**Stored data:**
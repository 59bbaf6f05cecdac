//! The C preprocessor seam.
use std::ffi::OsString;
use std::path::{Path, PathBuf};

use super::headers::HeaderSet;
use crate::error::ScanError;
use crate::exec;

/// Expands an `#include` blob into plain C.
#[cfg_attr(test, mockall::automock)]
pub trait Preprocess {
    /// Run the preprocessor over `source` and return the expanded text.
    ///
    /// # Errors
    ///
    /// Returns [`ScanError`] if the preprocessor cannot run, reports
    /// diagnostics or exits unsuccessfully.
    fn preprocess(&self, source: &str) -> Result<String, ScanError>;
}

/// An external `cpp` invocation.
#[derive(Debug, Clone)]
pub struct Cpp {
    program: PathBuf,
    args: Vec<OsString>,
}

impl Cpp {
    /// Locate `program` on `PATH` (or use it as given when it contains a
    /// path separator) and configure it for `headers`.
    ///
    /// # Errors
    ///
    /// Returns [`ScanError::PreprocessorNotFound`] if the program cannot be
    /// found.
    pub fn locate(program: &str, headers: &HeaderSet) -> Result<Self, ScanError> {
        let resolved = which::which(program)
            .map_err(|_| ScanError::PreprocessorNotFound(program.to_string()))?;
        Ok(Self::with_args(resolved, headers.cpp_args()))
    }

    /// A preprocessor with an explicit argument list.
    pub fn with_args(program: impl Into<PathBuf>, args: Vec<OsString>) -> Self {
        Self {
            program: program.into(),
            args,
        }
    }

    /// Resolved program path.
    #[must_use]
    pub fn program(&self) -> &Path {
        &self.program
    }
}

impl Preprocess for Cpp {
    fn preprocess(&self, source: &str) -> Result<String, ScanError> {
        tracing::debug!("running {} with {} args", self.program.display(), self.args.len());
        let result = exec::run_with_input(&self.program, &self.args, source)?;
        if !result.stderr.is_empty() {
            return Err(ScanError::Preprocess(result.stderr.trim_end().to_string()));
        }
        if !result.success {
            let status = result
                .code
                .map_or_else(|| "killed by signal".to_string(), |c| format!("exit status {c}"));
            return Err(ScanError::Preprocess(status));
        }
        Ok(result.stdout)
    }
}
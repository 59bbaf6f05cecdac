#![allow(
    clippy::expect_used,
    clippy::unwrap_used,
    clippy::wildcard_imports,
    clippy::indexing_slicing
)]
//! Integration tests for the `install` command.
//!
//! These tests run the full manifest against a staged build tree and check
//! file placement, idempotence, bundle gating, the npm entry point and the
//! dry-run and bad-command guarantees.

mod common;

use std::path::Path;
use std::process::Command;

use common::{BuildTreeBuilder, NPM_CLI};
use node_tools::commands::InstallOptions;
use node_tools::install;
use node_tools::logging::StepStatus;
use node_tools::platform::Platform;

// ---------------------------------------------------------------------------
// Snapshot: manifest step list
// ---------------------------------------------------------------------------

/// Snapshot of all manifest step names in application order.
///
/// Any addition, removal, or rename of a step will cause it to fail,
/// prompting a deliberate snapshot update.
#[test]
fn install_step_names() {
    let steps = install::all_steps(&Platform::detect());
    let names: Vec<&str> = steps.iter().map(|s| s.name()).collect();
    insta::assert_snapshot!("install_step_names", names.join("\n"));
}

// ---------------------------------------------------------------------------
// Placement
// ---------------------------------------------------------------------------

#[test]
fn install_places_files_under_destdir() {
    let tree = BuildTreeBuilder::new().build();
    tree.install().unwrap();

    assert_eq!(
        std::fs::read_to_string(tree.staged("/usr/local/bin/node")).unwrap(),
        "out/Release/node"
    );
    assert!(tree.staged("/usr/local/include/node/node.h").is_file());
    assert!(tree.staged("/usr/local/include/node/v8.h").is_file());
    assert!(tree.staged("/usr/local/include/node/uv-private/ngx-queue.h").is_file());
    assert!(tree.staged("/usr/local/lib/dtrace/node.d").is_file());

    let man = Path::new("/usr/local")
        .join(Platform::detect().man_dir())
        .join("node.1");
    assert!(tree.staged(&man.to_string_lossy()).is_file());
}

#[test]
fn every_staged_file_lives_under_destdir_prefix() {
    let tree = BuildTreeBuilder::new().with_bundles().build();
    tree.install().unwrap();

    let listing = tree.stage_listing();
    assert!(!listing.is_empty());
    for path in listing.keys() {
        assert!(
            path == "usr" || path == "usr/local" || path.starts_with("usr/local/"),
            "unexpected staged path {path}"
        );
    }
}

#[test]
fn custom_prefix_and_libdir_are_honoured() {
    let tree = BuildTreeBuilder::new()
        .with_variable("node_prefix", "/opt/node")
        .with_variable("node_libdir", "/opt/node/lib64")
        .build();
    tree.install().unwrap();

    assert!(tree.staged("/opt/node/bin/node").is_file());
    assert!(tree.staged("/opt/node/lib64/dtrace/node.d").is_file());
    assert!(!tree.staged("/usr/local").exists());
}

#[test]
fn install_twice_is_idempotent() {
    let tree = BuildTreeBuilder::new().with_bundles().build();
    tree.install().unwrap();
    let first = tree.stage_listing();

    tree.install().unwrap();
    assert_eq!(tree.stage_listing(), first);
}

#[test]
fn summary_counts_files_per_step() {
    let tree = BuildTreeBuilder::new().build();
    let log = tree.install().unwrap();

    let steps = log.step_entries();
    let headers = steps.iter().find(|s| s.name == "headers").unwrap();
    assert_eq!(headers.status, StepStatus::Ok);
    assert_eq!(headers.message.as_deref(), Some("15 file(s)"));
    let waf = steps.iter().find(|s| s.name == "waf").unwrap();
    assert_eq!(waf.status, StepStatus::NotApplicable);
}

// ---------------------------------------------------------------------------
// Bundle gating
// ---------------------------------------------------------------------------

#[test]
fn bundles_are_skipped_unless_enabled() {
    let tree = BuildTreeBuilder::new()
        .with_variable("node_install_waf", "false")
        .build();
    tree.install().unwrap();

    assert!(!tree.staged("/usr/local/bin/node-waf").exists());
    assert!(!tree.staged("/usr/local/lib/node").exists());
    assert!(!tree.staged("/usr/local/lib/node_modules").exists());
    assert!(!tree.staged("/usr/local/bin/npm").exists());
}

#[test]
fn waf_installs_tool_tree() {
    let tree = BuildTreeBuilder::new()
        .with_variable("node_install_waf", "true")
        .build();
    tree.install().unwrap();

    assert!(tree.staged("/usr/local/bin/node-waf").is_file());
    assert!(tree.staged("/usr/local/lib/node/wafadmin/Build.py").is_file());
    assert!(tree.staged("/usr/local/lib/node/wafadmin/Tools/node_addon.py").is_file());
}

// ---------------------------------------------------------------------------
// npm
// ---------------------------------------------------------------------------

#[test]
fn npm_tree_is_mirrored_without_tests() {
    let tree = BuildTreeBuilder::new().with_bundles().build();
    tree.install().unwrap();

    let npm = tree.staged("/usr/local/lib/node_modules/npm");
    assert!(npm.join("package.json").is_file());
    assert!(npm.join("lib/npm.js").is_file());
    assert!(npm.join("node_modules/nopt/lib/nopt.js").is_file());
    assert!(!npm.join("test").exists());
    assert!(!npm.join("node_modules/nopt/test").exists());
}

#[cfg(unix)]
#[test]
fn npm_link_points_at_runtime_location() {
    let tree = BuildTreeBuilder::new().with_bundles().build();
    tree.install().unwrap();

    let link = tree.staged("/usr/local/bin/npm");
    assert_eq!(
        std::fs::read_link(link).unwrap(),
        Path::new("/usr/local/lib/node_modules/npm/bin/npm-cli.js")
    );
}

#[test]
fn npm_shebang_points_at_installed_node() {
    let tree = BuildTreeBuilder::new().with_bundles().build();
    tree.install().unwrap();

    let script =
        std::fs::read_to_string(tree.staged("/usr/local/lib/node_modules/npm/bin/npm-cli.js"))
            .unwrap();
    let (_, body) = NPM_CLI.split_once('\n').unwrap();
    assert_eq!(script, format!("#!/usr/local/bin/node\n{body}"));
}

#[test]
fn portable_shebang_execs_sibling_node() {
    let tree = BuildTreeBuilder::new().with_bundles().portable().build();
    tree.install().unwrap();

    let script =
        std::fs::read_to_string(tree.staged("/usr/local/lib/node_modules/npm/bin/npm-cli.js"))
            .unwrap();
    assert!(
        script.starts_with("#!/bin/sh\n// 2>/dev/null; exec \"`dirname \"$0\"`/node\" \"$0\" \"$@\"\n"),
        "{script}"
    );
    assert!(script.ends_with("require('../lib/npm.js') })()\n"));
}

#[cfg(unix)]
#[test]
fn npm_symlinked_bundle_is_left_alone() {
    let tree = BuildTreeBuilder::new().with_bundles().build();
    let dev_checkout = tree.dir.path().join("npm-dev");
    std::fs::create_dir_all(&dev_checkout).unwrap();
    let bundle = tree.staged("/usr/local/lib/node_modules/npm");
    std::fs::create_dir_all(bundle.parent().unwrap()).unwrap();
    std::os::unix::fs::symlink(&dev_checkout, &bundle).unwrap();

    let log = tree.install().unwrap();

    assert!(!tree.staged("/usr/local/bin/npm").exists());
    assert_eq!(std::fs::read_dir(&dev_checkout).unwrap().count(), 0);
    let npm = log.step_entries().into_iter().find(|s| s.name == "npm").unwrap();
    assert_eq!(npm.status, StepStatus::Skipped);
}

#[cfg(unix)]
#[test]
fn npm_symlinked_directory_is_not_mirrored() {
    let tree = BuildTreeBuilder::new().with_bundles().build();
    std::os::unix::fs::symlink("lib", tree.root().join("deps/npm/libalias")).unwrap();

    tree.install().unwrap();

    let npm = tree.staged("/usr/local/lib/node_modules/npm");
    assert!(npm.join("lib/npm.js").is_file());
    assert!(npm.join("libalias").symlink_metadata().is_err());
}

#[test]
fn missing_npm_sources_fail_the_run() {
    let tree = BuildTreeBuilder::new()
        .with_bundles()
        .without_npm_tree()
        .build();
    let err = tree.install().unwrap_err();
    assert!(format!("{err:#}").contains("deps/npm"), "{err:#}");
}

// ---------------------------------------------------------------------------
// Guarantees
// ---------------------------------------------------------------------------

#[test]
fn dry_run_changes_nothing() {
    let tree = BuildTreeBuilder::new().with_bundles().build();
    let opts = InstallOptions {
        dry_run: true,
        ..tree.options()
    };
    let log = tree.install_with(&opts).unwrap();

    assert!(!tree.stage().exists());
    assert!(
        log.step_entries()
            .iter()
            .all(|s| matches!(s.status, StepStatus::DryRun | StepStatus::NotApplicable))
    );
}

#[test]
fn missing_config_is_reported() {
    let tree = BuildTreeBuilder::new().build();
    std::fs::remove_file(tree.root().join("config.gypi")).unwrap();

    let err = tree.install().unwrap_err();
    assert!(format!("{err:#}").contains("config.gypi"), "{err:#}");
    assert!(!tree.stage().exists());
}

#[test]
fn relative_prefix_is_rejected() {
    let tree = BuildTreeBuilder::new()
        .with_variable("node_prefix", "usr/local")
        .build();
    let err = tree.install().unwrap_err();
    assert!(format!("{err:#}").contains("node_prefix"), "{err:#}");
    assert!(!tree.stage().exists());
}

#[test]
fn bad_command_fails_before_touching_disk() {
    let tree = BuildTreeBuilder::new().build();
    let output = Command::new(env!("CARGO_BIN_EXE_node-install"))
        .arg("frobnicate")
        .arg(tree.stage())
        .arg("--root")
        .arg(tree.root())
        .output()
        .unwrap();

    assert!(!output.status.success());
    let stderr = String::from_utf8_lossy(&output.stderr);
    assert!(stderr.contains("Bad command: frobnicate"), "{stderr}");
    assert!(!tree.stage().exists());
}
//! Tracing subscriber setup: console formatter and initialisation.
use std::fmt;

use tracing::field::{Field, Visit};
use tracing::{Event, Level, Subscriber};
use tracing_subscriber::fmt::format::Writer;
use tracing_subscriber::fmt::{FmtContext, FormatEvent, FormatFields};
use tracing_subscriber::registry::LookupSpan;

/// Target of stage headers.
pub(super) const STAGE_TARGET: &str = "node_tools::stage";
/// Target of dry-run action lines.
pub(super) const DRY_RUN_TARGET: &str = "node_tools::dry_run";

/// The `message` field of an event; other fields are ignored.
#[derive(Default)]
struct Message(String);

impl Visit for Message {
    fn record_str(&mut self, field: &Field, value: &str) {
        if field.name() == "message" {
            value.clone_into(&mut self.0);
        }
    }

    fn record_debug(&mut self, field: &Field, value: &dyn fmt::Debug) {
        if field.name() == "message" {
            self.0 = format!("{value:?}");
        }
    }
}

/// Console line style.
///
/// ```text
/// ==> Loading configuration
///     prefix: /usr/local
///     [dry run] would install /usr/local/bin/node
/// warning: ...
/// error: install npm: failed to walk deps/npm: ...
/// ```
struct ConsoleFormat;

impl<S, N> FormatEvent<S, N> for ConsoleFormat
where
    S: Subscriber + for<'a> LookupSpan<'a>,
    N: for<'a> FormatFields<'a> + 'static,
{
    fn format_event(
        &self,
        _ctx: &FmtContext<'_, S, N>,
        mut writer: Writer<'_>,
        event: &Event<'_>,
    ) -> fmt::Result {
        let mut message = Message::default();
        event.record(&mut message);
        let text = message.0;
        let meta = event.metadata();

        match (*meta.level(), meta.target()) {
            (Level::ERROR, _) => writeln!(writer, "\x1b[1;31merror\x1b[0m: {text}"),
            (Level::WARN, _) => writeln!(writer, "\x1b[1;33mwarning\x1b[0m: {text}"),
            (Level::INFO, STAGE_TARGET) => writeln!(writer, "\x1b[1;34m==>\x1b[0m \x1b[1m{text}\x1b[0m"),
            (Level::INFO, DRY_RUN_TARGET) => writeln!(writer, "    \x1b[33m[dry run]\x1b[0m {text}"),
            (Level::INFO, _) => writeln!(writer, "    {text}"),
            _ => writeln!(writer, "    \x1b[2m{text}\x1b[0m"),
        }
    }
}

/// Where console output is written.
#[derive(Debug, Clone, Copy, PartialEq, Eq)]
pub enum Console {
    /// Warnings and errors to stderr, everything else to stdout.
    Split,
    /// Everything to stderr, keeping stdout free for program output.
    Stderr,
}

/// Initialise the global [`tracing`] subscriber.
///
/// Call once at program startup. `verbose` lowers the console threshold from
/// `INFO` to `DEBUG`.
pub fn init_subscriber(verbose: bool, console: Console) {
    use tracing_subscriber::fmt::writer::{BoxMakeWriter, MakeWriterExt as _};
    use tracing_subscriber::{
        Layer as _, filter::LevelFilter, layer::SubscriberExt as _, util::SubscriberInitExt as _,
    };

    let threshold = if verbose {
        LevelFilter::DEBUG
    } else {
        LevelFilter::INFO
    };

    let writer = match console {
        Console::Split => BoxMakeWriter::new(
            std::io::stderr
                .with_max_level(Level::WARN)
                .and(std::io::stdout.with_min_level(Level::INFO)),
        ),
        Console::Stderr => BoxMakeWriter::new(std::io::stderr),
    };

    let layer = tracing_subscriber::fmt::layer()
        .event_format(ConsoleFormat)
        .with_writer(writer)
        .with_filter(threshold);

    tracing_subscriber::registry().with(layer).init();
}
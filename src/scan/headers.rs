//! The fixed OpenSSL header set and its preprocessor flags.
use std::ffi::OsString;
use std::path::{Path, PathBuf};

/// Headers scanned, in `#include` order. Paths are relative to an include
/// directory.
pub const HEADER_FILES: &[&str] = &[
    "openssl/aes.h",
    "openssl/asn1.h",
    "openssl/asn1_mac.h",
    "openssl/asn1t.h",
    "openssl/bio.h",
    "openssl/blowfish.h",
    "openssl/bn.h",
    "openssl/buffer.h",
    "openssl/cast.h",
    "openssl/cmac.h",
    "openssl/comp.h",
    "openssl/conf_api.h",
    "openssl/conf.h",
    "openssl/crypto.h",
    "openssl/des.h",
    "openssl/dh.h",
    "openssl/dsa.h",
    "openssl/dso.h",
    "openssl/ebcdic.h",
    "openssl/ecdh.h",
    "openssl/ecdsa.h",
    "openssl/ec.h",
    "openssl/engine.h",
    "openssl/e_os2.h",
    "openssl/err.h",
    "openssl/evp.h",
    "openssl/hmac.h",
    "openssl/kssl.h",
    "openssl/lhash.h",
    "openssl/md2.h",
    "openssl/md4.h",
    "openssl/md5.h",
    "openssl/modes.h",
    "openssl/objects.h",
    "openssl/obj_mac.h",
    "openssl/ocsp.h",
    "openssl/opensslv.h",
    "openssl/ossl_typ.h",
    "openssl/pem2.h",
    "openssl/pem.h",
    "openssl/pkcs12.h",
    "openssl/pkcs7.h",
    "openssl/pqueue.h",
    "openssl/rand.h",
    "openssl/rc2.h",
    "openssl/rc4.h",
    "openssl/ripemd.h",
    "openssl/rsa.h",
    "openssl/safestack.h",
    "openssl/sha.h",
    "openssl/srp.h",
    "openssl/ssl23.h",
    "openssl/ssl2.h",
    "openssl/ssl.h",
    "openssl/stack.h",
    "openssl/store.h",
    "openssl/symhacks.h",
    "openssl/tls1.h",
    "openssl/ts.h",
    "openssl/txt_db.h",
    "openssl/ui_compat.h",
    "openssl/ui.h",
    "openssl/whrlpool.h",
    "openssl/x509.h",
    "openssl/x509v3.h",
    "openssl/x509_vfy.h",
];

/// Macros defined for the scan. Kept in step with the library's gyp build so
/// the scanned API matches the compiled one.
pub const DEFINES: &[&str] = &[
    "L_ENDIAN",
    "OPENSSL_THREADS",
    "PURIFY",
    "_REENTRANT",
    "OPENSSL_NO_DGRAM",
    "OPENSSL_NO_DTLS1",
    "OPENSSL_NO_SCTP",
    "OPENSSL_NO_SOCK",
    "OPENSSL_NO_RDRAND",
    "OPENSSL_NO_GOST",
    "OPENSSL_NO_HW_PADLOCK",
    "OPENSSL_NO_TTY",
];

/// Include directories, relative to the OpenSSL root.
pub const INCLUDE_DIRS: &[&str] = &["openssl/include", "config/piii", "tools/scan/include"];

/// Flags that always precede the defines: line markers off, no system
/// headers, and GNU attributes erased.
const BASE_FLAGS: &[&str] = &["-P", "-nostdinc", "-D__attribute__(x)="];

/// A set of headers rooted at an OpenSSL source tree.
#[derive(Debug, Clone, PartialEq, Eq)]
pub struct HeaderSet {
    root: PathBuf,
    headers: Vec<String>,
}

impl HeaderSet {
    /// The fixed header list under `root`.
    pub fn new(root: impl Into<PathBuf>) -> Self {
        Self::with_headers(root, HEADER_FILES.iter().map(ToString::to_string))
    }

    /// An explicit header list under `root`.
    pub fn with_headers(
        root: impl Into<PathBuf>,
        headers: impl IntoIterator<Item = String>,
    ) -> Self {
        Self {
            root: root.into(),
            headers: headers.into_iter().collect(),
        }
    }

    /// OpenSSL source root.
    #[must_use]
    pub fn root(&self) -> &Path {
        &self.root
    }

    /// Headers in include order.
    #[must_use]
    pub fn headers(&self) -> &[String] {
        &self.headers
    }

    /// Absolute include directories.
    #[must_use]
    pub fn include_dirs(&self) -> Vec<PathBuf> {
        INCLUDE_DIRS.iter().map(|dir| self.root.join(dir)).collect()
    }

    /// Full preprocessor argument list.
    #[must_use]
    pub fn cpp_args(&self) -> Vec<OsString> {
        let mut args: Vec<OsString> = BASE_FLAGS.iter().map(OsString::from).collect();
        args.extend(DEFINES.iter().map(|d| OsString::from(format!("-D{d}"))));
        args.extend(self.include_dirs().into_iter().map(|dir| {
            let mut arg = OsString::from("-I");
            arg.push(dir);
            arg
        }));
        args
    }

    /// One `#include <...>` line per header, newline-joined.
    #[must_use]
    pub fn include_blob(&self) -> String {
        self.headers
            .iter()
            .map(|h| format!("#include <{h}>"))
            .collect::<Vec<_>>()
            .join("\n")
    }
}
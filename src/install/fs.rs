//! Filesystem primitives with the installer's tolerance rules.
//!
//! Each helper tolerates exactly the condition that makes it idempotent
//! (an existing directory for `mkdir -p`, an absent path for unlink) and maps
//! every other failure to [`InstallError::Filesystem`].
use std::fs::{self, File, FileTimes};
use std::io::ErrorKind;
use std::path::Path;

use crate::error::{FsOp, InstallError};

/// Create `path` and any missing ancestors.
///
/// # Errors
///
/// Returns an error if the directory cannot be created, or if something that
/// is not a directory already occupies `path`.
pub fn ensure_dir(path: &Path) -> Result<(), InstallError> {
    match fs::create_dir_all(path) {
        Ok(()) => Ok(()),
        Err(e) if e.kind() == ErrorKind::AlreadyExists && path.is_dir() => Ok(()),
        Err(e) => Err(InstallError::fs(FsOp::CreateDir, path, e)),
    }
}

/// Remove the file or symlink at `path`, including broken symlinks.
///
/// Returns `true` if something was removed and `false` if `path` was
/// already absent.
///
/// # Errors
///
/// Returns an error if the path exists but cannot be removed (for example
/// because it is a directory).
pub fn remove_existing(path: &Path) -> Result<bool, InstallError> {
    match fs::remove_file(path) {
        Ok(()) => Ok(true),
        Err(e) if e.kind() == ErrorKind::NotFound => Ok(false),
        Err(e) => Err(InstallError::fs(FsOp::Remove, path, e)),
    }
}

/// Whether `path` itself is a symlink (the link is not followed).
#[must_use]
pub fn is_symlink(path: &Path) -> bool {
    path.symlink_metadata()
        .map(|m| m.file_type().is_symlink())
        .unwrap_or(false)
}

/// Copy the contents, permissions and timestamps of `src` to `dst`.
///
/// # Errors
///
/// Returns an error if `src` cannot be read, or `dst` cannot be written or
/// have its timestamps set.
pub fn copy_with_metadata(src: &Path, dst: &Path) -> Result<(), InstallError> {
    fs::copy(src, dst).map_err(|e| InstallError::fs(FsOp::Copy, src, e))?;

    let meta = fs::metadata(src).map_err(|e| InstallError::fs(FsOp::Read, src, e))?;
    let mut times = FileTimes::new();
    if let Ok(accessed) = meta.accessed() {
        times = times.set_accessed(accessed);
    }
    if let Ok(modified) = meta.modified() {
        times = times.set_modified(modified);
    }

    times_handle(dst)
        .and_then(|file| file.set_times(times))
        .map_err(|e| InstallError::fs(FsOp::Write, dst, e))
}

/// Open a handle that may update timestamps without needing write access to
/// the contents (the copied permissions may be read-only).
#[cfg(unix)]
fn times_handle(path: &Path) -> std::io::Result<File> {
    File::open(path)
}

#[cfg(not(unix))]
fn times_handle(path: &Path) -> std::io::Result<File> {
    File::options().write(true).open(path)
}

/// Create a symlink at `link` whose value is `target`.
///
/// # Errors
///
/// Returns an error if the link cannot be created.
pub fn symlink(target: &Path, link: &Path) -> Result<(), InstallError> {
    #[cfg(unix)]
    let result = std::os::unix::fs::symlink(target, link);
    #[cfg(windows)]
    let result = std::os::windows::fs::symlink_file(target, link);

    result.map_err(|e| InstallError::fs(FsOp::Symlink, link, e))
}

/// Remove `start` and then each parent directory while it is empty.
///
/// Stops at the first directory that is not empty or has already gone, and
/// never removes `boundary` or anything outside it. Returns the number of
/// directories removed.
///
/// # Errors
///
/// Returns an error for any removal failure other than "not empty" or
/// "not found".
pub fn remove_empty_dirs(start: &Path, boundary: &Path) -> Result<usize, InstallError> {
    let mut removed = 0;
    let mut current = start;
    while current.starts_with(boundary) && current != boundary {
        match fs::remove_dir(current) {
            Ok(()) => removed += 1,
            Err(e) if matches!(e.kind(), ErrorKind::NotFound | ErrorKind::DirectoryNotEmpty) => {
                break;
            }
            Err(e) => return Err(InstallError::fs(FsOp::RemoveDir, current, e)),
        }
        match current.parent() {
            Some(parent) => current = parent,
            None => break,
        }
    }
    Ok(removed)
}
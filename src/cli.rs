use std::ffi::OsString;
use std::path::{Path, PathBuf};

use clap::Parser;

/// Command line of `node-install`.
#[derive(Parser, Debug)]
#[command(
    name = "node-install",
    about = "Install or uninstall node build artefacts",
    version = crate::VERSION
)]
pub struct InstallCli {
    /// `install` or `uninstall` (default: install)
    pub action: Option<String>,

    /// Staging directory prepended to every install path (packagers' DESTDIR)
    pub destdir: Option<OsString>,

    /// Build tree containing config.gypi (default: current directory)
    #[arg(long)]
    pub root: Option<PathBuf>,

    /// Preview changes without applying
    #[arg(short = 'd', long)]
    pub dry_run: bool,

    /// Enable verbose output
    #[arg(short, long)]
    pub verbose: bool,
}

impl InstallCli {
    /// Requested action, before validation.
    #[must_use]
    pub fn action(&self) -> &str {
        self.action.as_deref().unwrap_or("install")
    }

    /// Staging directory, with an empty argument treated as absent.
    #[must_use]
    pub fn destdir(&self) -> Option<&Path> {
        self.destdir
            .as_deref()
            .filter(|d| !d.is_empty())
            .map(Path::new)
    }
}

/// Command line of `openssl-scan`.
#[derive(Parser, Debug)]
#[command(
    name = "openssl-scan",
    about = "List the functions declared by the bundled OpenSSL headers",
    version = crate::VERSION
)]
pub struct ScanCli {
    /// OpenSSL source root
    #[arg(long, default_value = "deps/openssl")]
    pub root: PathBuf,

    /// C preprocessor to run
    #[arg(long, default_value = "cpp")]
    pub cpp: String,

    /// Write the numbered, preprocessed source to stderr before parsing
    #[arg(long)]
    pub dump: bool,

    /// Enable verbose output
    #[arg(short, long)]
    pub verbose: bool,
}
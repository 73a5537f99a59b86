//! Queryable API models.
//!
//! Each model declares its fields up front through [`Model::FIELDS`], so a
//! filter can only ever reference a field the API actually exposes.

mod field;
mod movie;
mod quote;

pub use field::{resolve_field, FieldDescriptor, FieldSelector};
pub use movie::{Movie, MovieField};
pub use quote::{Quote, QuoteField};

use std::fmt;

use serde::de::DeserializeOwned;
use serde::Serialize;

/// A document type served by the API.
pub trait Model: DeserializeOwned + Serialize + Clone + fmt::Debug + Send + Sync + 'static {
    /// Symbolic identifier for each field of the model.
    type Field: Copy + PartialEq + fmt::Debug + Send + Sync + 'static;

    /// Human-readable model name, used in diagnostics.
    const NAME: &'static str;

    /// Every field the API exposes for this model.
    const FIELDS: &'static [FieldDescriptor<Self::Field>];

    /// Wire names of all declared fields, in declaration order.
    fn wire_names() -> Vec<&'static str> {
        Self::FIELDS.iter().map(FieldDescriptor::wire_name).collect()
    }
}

**The problem:** All lines above holding the word "const" make up the answer; copy each one.

**Result below:**
pub(super) const STAGE_TARGET: &str = "node_tools::stage";
pub(super) const DRY_RUN_TARGET: &str = "node_tools::dry_run";
pub const HEADER_FILES: &[&str] = &[
pub const DEFINES: &[&str] = &[
pub const INCLUDE_DIRS: &[&str] = &["openssl/include", "config/piii", "tools/scan/include"];
const BASE_FLAGS: &[&str] = &["-P", "-nostdinc", "-D__attribute__(x)="];
    const NAME: &'static str;
    const FIELDS: &'static [FieldDescriptor<Self::Field>];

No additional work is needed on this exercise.